A. Allgemeines bezugnehmend auf Vorblatt und Wirkungsorientierte Folgenabschätzung 49/ME XXVII.GP sowie den Allgemeinen Teil der Erläuterungen
Problemanalyse:
Bereits im Vorblatt und der Wirkungsorientierten Folgenabschätzung zum Ministerialentwurf zu den beabsichtigen Maßnahmen zum Schutz der Nutzer auf Kommunikationsplattformen werden ausschließlich Zahlen des Vereins ZARA (Wien) angeführt. Laut diesen Informationen wurden bei dem Verein im Jahr 2019 1070 Fälle von rassistischen Übergriffen im Netz gemeldet.
Aus dem Rassismus Report 2019 von ZARA ergeht die Information, dass insgesamt 1070 Fälle im Lebensbereich „Internet" im Jahr 2019 gemeldet wurden.
Die Antidiskriminierungsstelle Steiermark hat im Jahr 2017 die erste mobile Applikation zum Melden von Hasspostings entwickelt und diese im Jahr 2020 auch um die Möglichkeit der Meldung von Hate Crimes (BanHate - www.banhate.com) erweitert. Seit der Entwicklung der App sind österreichweit über 6500 Meldungen eingegangen. Es können über die App Hasspostings aus ganz Österreich und dem deutschsprachigen Raum (wie auch Hate Crimes aus dem realen Leben) gemeldet werden - die Antidiskriminierungsstelle Steiermark („BanHate") verfügt damit vermutlich über das umfassendste Datenmaterial zu Hass im Netz in ganz Österreich. Im Jahr 2019 verzeichnete die Antidiskriminierungsstelle Steiermark über die App „BanHate" insgesamt über 1800 Meldungen.
Diese Zahlen zeigen, dass sich die Problemanalyse keineswegs nur auf Zahlen eines Vereins (ZARA) stützen sollte.

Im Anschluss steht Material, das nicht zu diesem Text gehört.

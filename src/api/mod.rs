//! HTTP API server for the budget assistant

pub mod health;
pub mod identity;
pub mod jwt;
pub mod plans;
pub mod rate_limit;
pub mod voice;

use std::path::PathBuf;
use std::sync::Arc;

use axum::Router;
use axum::http::StatusCode;
use axum::response::{IntoResponse, Response};
use axum::Json;
use secrecy::SecretString;
use serde::Serialize;
use tokio::net::TcpListener;
use tower_http::cors::{Any, CorsLayer};
use tower_http::services::{ServeDir, ServeFile};
use tower_http::trace::TraceLayer;

use crate::db::DbPool;
use crate::planner::PlanGenerator;
use crate::store::PlanStore;
use crate::voice::{Synthesizer, Transcriber};
use crate::{Error, Result};

pub use identity::{Authenticator, LOCAL_USER, PROVIDER_PREFIX};

/// Shared state for API handlers
pub struct ApiState {
    /// Present when plans live in `SQLite`; used by the readiness probe
    pub db: Option<DbPool>,
    pub store: Arc<dyn PlanStore>,
    pub generator: Option<Arc<dyn PlanGenerator>>,
    pub synthesizer: Option<Arc<dyn Synthesizer>>,
    pub transcriber: Option<Arc<dyn Transcriber>>,
    pub auth: Authenticator,
    pub rate_limiter: Option<rate_limit::SharedLimiter>,
}

/// Configuration for building an API server
pub struct ApiServerBuilder {
    store: Arc<dyn PlanStore>,
    port: u16,
    db: Option<DbPool>,
    generator: Option<Arc<dyn PlanGenerator>>,
    synthesizer: Option<Arc<dyn Synthesizer>>,
    transcriber: Option<Arc<dyn Transcriber>>,
    api_token: Option<SecretString>,
    jwt_cache: Option<Arc<jwt::JwksCache>>,
    rate_limit: Option<u32>,
    static_dir: Option<PathBuf>,
}

impl ApiServerBuilder {
    /// Create a new API server builder
    #[must_use]
    pub fn new(store: Arc<dyn PlanStore>, port: u16) -> Self {
        Self {
            store,
            port,
            db: None,
            generator: None,
            synthesizer: None,
            transcriber: None,
            api_token: None,
            jwt_cache: None,
            rate_limit: None,
            static_dir: None,
        }
    }

    /// Database checked by `/ready`
    #[must_use]
    pub fn db(mut self, db: DbPool) -> Self {
        self.db = Some(db);
        self
    }

    #[must_use]
    pub fn generator(mut self, generator: Arc<dyn PlanGenerator>) -> Self {
        self.generator = Some(generator);
        self
    }

    #[must_use]
    pub fn synthesizer(mut self, synthesizer: Arc<dyn Synthesizer>) -> Self {
        self.synthesizer = Some(synthesizer);
        self
    }

    #[must_use]
    pub fn transcriber(mut self, transcriber: Arc<dyn Transcriber>) -> Self {
        self.transcriber = Some(transcriber);
        self
    }

    /// Static bearer token that authenticates as the local user
    #[must_use]
    pub fn api_token(mut self, token: Option<SecretString>) -> Self {
        self.api_token = token;
        self
    }

    /// Set the JWKS cache for identity provider tokens
    #[must_use]
    pub fn jwt_cache(mut self, cache: Arc<jwt::JwksCache>) -> Self {
        self.jwt_cache = Some(cache);
        self
    }

    /// Requests per minute across the whole server
    #[must_use]
    pub const fn rate_limit(mut self, requests_per_minute: Option<u32>) -> Self {
        self.rate_limit = requests_per_minute;
        self
    }

    /// Set the static files directory for serving the web UI
    #[must_use]
    pub fn static_dir(mut self, dir: Option<PathBuf>) -> Self {
        self.static_dir = dir;
        self
    }

    /// Build the API server
    #[must_use]
    pub fn build(self) -> ApiServer {
        let state = Arc::new(ApiState {
            db: self.db,
            store: self.store,
            generator: self.generator,
            synthesizer: self.synthesizer,
            transcriber: self.transcriber,
            auth: Authenticator::new(self.api_token, self.jwt_cache),
            rate_limiter: self.rate_limit.map(rate_limit::create_limiter),
        });

        ApiServer {
            state,
            port: self.port,
            static_dir: self.static_dir,
        }
    }
}

/// API server
pub struct ApiServer {
    state: Arc<ApiState>,
    port: u16,
    static_dir: Option<PathBuf>,
}

impl ApiServer {
    /// Build the router with all routes
    pub fn router(&self) -> Router {
        let mut router = Router::new()
            .nest("/api/plans", plans::router(self.state.clone()))
            .nest("/api/voice", voice::router(self.state.clone()))
            .merge(health::router())
            .merge(health::ready_router(self.state.clone()));

        if let Some(static_dir) = &self.static_dir {
            let index_file = static_dir.join("index.html");
            let serve_dir = ServeDir::new(static_dir).not_found_service(ServeFile::new(&index_file));

            router = router.fallback_service(serve_dir);
            tracing::info!(path = %static_dir.display(), "serving static files");
        }

        let router = router.layer(axum::middleware::from_fn_with_state(
            self.state.clone(),
            rate_limit::rate_limit_middleware,
        ));

        // CORS layer for cross-origin requests from the browser front-end
        let cors = CorsLayer::new()
            .allow_origin(Any)
            .allow_methods(Any)
            .allow_headers(Any);

        router.layer(cors).layer(TraceLayer::new_for_http())
    }

    /// Run the API server
    ///
    /// # Errors
    ///
    /// Returns error if server fails to bind or run
    pub async fn run(self) -> Result<()> {
        if !self.state.auth.is_configured() {
            tracing::error!(
                "no API token or identity provider configured - every plan request will be rejected"
            );
        }
        if self.state.generator.is_none() {
            tracing::warn!("plan generation not configured");
        }

        let addr = format!("0.0.0.0:{}", self.port);
        let listener = TcpListener::bind(&addr)
            .await
            .map_err(|e| Error::Config(format!("failed to bind API server: {e}")))?;

        tracing::info!(port = self.port, "API server listening");

        axum::serve(listener, self.router())
            .await
            .map_err(|e| Error::Config(format!("API server error: {e}")))?;

        Ok(())
    }
}

/// Error returned by API handlers
///
/// Rendered as `{"error": {"code", "message"}}` with a status chosen by
/// error kind.
#[derive(Debug)]
pub struct ApiError(pub Error);

impl From<Error> for ApiError {
    fn from(e: Error) -> Self {
        Self(e)
    }
}

impl ApiError {
    const fn status(&self) -> StatusCode {
        match &self.0 {
            Error::Validation(_) => StatusCode::UNPROCESSABLE_ENTITY,
            Error::Unauthenticated => StatusCode::UNAUTHORIZED,
            Error::NotFound(_) => StatusCode::NOT_FOUND,
            Error::Serialization(_) | Error::Toml(_) => StatusCode::BAD_REQUEST,
            Error::Config(_) | Error::RecognitionUnavailable(_) => StatusCode::SERVICE_UNAVAILABLE,
            Error::Generation(_) | Error::Synthesis(_) | Error::Recognition(_) | Error::Http(_) => {
                StatusCode::BAD_GATEWAY
            }
            Error::Audio(_) | Error::Persistence(_) | Error::Sqlite(_) | Error::Io(_) => {
                StatusCode::INTERNAL_SERVER_ERROR
            }
        }
    }
}

impl IntoResponse for ApiError {
    fn into_response(self) -> Response {
        #[derive(Serialize)]
        struct ErrorResponse {
            error: ErrorBody,
        }

        #[derive(Serialize)]
        struct ErrorBody {
            code: &'static str,
            message: String,
        }

        let status = self.status();
        if status.is_server_error() {
            tracing::error!(code = self.0.code(), error = %self.0, "request failed");
        } else {
            tracing::debug!(code = self.0.code(), error = %self.0, "request rejected");
        }

        let body = ErrorResponse {
            error: ErrorBody {
                code: self.0.code(),
                message: self.0.to_string(),
            },
        };

        (status, Json(body)).into_response()
    }
}

#[cfg(test)]
mod tests {
    use super::*;

    #[test]
    fn test_error_statuses() {
        assert_eq!(
            ApiError(Error::Validation("x".into())).status(),
            StatusCode::UNPROCESSABLE_ENTITY
        );
        assert_eq!(ApiError(Error::Unauthenticated).status(), StatusCode::UNAUTHORIZED);
        assert_eq!(
            ApiError(Error::Generation("x".into())).status(),
            StatusCode::BAD_GATEWAY
        );
        assert_eq!(
            ApiError(Error::RecognitionUnavailable("x".into())).status(),
            StatusCode::SERVICE_UNAVAILABLE
        );
    }
}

Die Berücksichtigung von weiteren Vereinen, die sich seit Jahren gegen Hass im Netz engagieren und über eine große Expertise verfügen, wäre ebenso wünschenswert und auch hinsichtlich einer Problemanalyse und Abschätzung über finanzielle Auswirkungen oder personellen Mehraufwand im Zusammenhang mit dem gegenständlichen Gesetzesvorhaben unerlässlich.
Weiters wird in den Erläuterungen erwähnt, dass Hasspostings überwiegend auf rassistischen, ausländerfeindlichen, frauenfeindlichen und homophoben Motiven beruhen. Insbesondere gilt in diesem Zusammenhang darauf hinzuweisen, dass die Zielpersonen und -gruppen, gegen die sich Hass richtet, kaum eingrenzbar sind.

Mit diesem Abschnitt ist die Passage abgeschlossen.